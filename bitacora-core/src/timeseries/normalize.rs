use crate::{DisplayMode, Series};

/// Result of rescaling a series into a display lens.
#[derive(Debug, Clone, PartialEq)]
pub struct Normalized {
    /// Rescaled points (or the input, unchanged, when `applied` is `Real`).
    pub series: Series,
    /// Lens that was actually applied.
    pub applied: DisplayMode,
    /// Base value used by relative lenses.
    pub base: Option<f64>,
}

impl Normalized {
    /// True when a relative lens was requested but could not be applied.
    #[must_use]
    pub fn is_degenerate(&self, requested: DisplayMode) -> bool {
        requested != self.applied
    }
}

/// First usable base value: finite and non-zero.
#[must_use]
pub fn base_value(series: &Series) -> Option<f64> {
    series
        .iter()
        .map(|p| p.value)
        .find(|v| v.is_finite() && *v != 0.0)
}

/// Rescale `series` into `mode`.
///
/// - `Real`: identity.
/// - `Base100`: `value / v0 * 100`, so the base point reads exactly 100.
/// - `DeltaPct`: `(value - v0) / v0 * 100`, so the base point reads exactly 0.
///
/// `v0` is the first usable base value. Without one, the series comes back
/// unchanged with `applied == Real`.
#[must_use]
pub fn normalize(series: &Series, mode: DisplayMode) -> Normalized {
    let unchanged = || Normalized {
        series: series.clone(),
        applied: DisplayMode::Real,
        base: None,
    };
    let Some(base) = base_value(series).filter(|_| mode.is_relative()) else {
        return unchanged();
    };
    let rescaled = match mode {
        DisplayMode::Real => return unchanged(),
        DisplayMode::Base100 => series.map_values(|v| v / base * 100.0),
        DisplayMode::DeltaPct => series.map_values(|v| (v - base) / base * 100.0),
    };
    Normalized {
        series: rescaled,
        applied: mode,
        base: Some(base),
    }
}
◇ ◇ ◇ ◇ ◇
What is being asked:
From the entries above, select each line containing the string "Option".

Solution:
    pub base: Option<f64>,
pub fn base_value(series: &Series) -> Option<f64> {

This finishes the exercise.